**Data for processing:**
'''

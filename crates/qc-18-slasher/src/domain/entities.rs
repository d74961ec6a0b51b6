//! # Domain Entities
//!
//! Attestation shapes handled by the slasher and the key/signature wrappers
//! used for BLS verification.

use super::bitfield::AggregationBitfield;
use serde::{Deserialize, Serialize};
use serde_with::{serde_as, Bytes};
use shared_types::{AttestationData, Hash, Slot, ValidatorIndex};

// =============================================================================
// BLS Types (BLS12-381, public keys on G1)
// =============================================================================

/// Compressed BLS signature (G2 point, 96 bytes).
#[serde_as]
#[derive(Clone, Debug, PartialEq, Eq, Hash, Serialize, Deserialize)]
pub struct BlsSignature {
    #[serde_as(as = "Bytes")]
    pub bytes: [u8; 96],
}

impl BlsSignature {
    pub fn new(bytes: [u8; 96]) -> Self {
        Self { bytes }
    }

    /// The compressed point at infinity, carried by attestations with no
    /// participants.
    pub fn infinity() -> Self {
        let mut bytes = [0u8; 96];
        bytes[0] = 0xc0;
        Self { bytes }
    }
}

/// Compressed BLS public key (G1 point, 48 bytes).
#[serde_as]
#[derive(Clone, Debug, PartialEq, Eq, Hash, Serialize, Deserialize)]
pub struct BlsPublicKey {
    #[serde_as(as = "Bytes")]
    pub bytes: [u8; 48],
}

impl BlsPublicKey {
    pub fn new(bytes: [u8; 48]) -> Self {
        Self { bytes }
    }
}

// =============================================================================
// Attestations
// =============================================================================

/// Committee-relative vote as received from gossip.
#[derive(Clone, Debug, PartialEq, Eq)]
pub struct RawAttestation {
    pub aggregation_bits: AggregationBitfield,
    pub data: AttestationData,
    pub signature: BlsSignature,
}

/// Vote whose attesters are named by global validator index.
///
/// Canonical form requires `attesting_indices` to be strictly ascending and
/// no longer than the committee bound. Values in any other form are
/// rejected, never repaired.
#[derive(Clone, Debug, PartialEq, Eq, Hash, Serialize, Deserialize)]
pub struct IndexedAttestation {
    pub attesting_indices: Vec<ValidatorIndex>,
    pub data: Option<AttestationData>,
    pub signature: BlsSignature,
}

impl IndexedAttestation {
    pub fn new(
        attesting_indices: Vec<ValidatorIndex>,
        data: AttestationData,
        signature: BlsSignature,
    ) -> Self {
        Self {
            attesting_indices,
            data: Some(data),
            signature,
        }
    }
}

/// Two attestations that together prove a slashable offence.
#[derive(Clone, Debug, PartialEq, Eq, Serialize, Deserialize)]
pub struct AttesterSlashing {
    pub attestation_1: IndexedAttestation,
    pub attestation_2: IndexedAttestation,
}

impl AttesterSlashing {
    /// Validators named in both attestations.
    pub fn slashable_indices(&self) -> Vec<ValidatorIndex> {
        // Both lists are canonical, so a merge walk finds the intersection.
        let (a, b) = (
            &self.attestation_1.attesting_indices,
            &self.attestation_2.attesting_indices,
        );
        let (mut i, mut j) = (0, 0);
        let mut out = Vec::new();
        while i < a.len() && j < b.len() {
            match a[i].cmp(&b[j]) {
                std::cmp::Ordering::Less => i += 1,
                std::cmp::Ordering::Greater => j += 1,
                std::cmp::Ordering::Equal => {
                    out.push(a[i]);
                    i += 1;
                    j += 1;
                }
            }
        }
        out
    }
}

// =============================================================================
// Blocks
// =============================================================================

/// Signed beacon block header, the evidence unit for proposer slashings.
#[derive(Clone, Debug, PartialEq, Eq, Serialize, Deserialize)]
pub struct SignedBlockHeader {
    pub slot: Slot,
    pub proposer_index: ValidatorIndex,
    pub parent_root: Hash,
    pub state_root: Hash,
    pub body_root: Hash,
    pub signature: BlsSignature,
}
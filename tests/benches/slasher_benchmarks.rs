//! # Slasher Benchmarks
//!
//! | Operation | Target |
//! |-----------|--------|
//! | Indexing a full committee | < 50μs |
//! | Canonical validation (2048 indices) | < 50μs |
//! | Signing root | < 10μs |
//! | Aggregate verify (128 signers) | < 5ms |
//! | Full pipeline, in-memory collaborators | < 10ms |

use criterion::{black_box, criterion_group, criterion_main, BenchmarkId, Criterion, Throughput};
use qc_18_slasher::{
    attesting_indices, validate_attesting_indices, AggregationBitfield,
    IndexedAttestationVerifier, InMemoryAttestationStore, InMemorySlashingDetector,
    OperationContext, SlasherApi, SlasherConfig, SlasherService, MAX_VALIDATORS_PER_COMMITTEE,
};
use qc_tests::fixtures::{
    attestation_data, fork_for, fork_schedule, keystore, public_key, signed_attestation,
    GENESIS_VALIDATORS_ROOT,
};
use rand::Rng;
use std::collections::HashMap;
use std::sync::Arc;
use std::time::Duration;

fn bench_indexing(c: &mut Criterion) {
    let mut group = c.benchmark_group("qc-18-slasher/indexing");

    let committee: Vec<u64> = (0..MAX_VALIDATORS_PER_COMMITTEE as u64).collect();
    let mut rng = rand::thread_rng();
    let positions: Vec<usize> = (0..committee.len())
        .filter(|_| rng.gen_bool(0.7))
        .collect();
    let bits = AggregationBitfield::from_positions(committee.len(), &positions);

    group.throughput(Throughput::Elements(committee.len() as u64));
    group.bench_function("attesting_indices_full_committee", |b| {
        b.iter(|| black_box(attesting_indices(&bits, &committee)))
    });

    let canonical = attesting_indices(&bits, &committee);
    group.bench_function("validate_attesting_indices", |b| {
        b.iter(|| black_box(validate_attesting_indices(&canonical, MAX_VALIDATORS_PER_COMMITTEE)))
    });

    group.finish();
}

fn bench_verification(c: &mut Criterion) {
    let mut group = c.benchmark_group("qc-18-slasher/verification");
    group.measurement_time(Duration::from_secs(10));

    let verifier = IndexedAttestationVerifier::default();
    let data = attestation_data(2, 3, 0xaa);
    let fork = fork_for(3);

    group.bench_function("signing_root", |b| {
        b.iter(|| black_box(verifier.signing_root(&data, &fork, &GENESIS_VALIDATORS_ROOT)))
    });

    for size in [1u64, 16, 128] {
        let indices: Vec<u64> = (0..size).collect();
        let attestation = signed_attestation(indices.clone(), data.clone());
        let keys: HashMap<_, _> = indices.iter().map(|&i| (i, public_key(i))).collect();

        group.throughput(Throughput::Elements(size));
        group.bench_with_input(BenchmarkId::new("verify", size), &size, |b, _| {
            b.iter(|| {
                black_box(verifier.verify(&attestation, &fork, &GENESIS_VALIDATORS_ROOT, &keys))
            })
        });
    }

    group.finish();
}

fn bench_pipeline(c: &mut Criterion) {
    let mut group = c.benchmark_group("qc-18-slasher/pipeline");
    group.measurement_time(Duration::from_secs(10));

    let runtime = tokio::runtime::Runtime::new().expect("runtime");
    let service = SlasherService::new(
        SlasherConfig::default(),
        Arc::new(fork_schedule()),
        Arc::new(keystore(128)),
        Arc::new(InMemoryAttestationStore::new()),
        Arc::new(InMemorySlashingDetector::new()),
    );
    let attestation = signed_attestation((0..128).collect(), attestation_data(2, 3, 0xaa));

    group.bench_function("submit_indexed_attestation_128", |b| {
        b.iter(|| {
            runtime.block_on(async {
                black_box(
                    service
                        .submit_indexed_attestation(&OperationContext::new(), attestation.clone())
                        .await,
                )
            })
        })
    });

    group.finish();
}

criterion_group!(benches, bench_indexing, bench_verification, bench_pipeline);

criterion_main!(benches);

'''

Restating every entry above word for word is the whole task.

filename crates/qc-18-slasher/src/domain/entities.rs
repository d74961ec6a0b51b6
//! # Domain Entities
//!
//! Attestation shapes handled by the slasher and the key/signature wrappers
//! used for BLS verification.

use super::bitfield::AggregationBitfield;
use serde::{Deserialize, Serialize};
use serde_with::{serde_as, Bytes};
use shared_types::{AttestationData, Hash, Slot, ValidatorIndex};

// =============================================================================
// BLS Types (BLS12-381, public keys on G1)
// =============================================================================

/// Compressed BLS signature (G2 point, 96 bytes).
#[serde_as]
#[derive(Clone, Debug, PartialEq, Eq, Hash, Serialize, Deserialize)]
pub struct BlsSignature {
    #[serde_as(as = "Bytes")]
    pub bytes: [u8; 96],
}

impl BlsSignature {
    pub fn new(bytes: [u8; 96]) -> Self {
        Self { bytes }
    }

    /// The compressed point at infinity, carried by attestations with no
    /// participants.
    pub fn infinity() -> Self {
        let mut bytes = [0u8; 96];
        bytes[0] = 0xc0;
        Self { bytes }
    }
}

/// Compressed BLS public key (G1 point, 48 bytes).
#[serde_as]
#[derive(Clone, Debug, PartialEq, Eq, Hash, Serialize, Deserialize)]
pub struct BlsPublicKey {
    #[serde_as(as = "Bytes")]
    pub bytes: [u8; 48],
}

impl BlsPublicKey {
    pub fn new(bytes: [u8; 48]) -> Self {
        Self { bytes }
    }
}

// =============================================================================
// Attestations
// =============================================================================

/// Committee-relative vote as received from gossip.
#[derive(Clone, Debug, PartialEq, Eq)]
pub struct RawAttestation {
    pub aggregation_bits: AggregationBitfield,
    pub data: AttestationData,
    pub signature: BlsSignature,
}

/// Vote whose attesters are named by global validator index.
///
/// Canonical form requires `attesting_indices` to be strictly ascending and
/// no longer than the committee bound. Values in any other form are
/// rejected, never repaired.
#[derive(Clone, Debug, PartialEq, Eq, Hash, Serialize, Deserialize)]
pub struct IndexedAttestation {
    pub attesting_indices: Vec<ValidatorIndex>,
    pub data: Option<AttestationData>,
    pub signature: BlsSignature,
}

impl IndexedAttestation {
    pub fn new(
        attesting_indices: Vec<ValidatorIndex>,
        data: AttestationData,
        signature: BlsSignature,
    ) -> Self {
        Self {
            attesting_indices,
            data: Some(data),
            signature,
        }
    }
}

/// Two attestations that together prove a slashable offence.
#[derive(Clone, Debug, PartialEq, Eq, Serialize, Deserialize)]
pub struct AttesterSlashing {
    pub attestation_1: IndexedAttestation,
    pub attestation_2: IndexedAttestation,
}

impl AttesterSlashing {
    /// Validators named in both attestations.
    pub fn slashable_indices(&self) -> Vec<ValidatorIndex> {
        // Both lists are canonical, so a merge walk finds the intersection.
        let (a, b) = (
            &self.attestation_1.attesting_indices,
            &self.attestation_2.attesting_indices,
        );
        let (mut i, mut j) = (0, 0);
        let mut out = Vec::new();
        while i < a.len() && j < b.len() {
            match a[i].cmp(&b[j]) {
                std::cmp::Ordering::Less => i += 1,
                std::cmp::Ordering::Greater => j += 1,
                std::cmp::Ordering::Equal => {
                    out.push(a[i]);
                    i += 1;
                    j += 1;
                }
            }
        }
        out
    }
}

// =============================================================================
// Blocks
// =============================================================================

/// Signed beacon block header, the evidence unit for proposer slashings.
#[derive(Clone, Debug, PartialEq, Eq, Serialize, Deserialize)]
pub struct SignedBlockHeader {
    pub slot: Slot,
    pub proposer_index: ValidatorIndex,
    pub parent_root: Hash,
    pub state_root: Hash,
    pub body_root: Hash,
    pub signature: BlsSignature,
}
filename tests/benches/slasher_benchmarks.rs
//! # Slasher Benchmarks
//!
//! | Operation | Target |
//! |-----------|--------|
//! | Indexing a full committee | < 50μs |
//! | Canonical validation (2048 indices) | < 50μs |
//! | Signing root | < 10μs |
//! | Aggregate verify (128 signers) | < 5ms |
//! | Full pipeline, in-memory collaborators | < 10ms |

use criterion::{black_box, criterion_group, criterion_main, BenchmarkId, Criterion, Throughput};
use qc_18_slasher::{
    attesting_indices, validate_attesting_indices, AggregationBitfield,
    IndexedAttestationVerifier, InMemoryAttestationStore, InMemorySlashingDetector,
    OperationContext, SlasherApi, SlasherConfig, SlasherService, MAX_VALIDATORS_PER_COMMITTEE,
};
use qc_tests::fixtures::{
    attestation_data, fork_for, fork_schedule, keystore, public_key, signed_attestation,
    GENESIS_VALIDATORS_ROOT,
};
use rand::Rng;
use std::collections::HashMap;
use std::sync::Arc;
use std::time::Duration;

fn bench_indexing(c: &mut Criterion) {
    let mut group = c.benchmark_group("qc-18-slasher/indexing");

    let committee: Vec<u64> = (0..MAX_VALIDATORS_PER_COMMITTEE as u64).collect();
    let mut rng = rand::thread_rng();
    let positions: Vec<usize> = (0..committee.len())
        .filter(|_| rng.gen_bool(0.7))
        .collect();
    let bits = AggregationBitfield::from_positions(committee.len(), &positions);

    group.throughput(Throughput::Elements(committee.len() as u64));
    group.bench_function("attesting_indices_full_committee", |b| {
        b.iter(|| black_box(attesting_indices(&bits, &committee)))
    });

    let canonical = attesting_indices(&bits, &committee);
    group.bench_function("validate_attesting_indices", |b| {
        b.iter(|| black_box(validate_attesting_indices(&canonical, MAX_VALIDATORS_PER_COMMITTEE)))
    });

    group.finish();
}

fn bench_verification(c: &mut Criterion) {
    let mut group = c.benchmark_group("qc-18-slasher/verification");
    group.measurement_time(Duration::from_secs(10));

    let verifier = IndexedAttestationVerifier::default();
    let data = attestation_data(2, 3, 0xaa);
    let fork = fork_for(3);

    group.bench_function("signing_root", |b| {
        b.iter(|| black_box(verifier.signing_root(&data, &fork, &GENESIS_VALIDATORS_ROOT)))
    });

    for size in [1u64, 16, 128] {
        let indices: Vec<u64> = (0..size).collect();
        let attestation = signed_attestation(indices.clone(), data.clone());
        let keys: HashMap<_, _> = indices.iter().map(|&i| (i, public_key(i))).collect();

        group.throughput(Throughput::Elements(size));
        group.bench_with_input(BenchmarkId::new("verify", size), &size, |b, _| {
            b.iter(|| {
                black_box(verifier.verify(&attestation, &fork, &GENESIS_VALIDATORS_ROOT, &keys))
            })
        });
    }

    group.finish();
}

fn bench_pipeline(c: &mut Criterion) {
    let mut group = c.benchmark_group("qc-18-slasher/pipeline");
    group.measurement_time(Duration::from_secs(10));

    let runtime = tokio::runtime::Runtime::new().expect("runtime");
    let service = SlasherService::new(
        SlasherConfig::default(),
        Arc::new(fork_schedule()),
        Arc::new(keystore(128)),
        Arc::new(InMemoryAttestationStore::new()),
        Arc::new(InMemorySlashingDetector::new()),
    );
    let attestation = signed_attestation((0..128).collect(), attestation_data(2, 3, 0xaa));

    group.bench_function("submit_indexed_attestation_128", |b| {
        b.iter(|| {
            runtime.block_on(async {
                black_box(
                    service
                        .submit_indexed_attestation(&OperationContext::new(), attestation.clone())
                        .await,
                )
            })
        })
    });

    group.finish();
}

criterion_group!(benches, bench_indexing, bench_verification, bench_pipeline);

criterion_main!(benches);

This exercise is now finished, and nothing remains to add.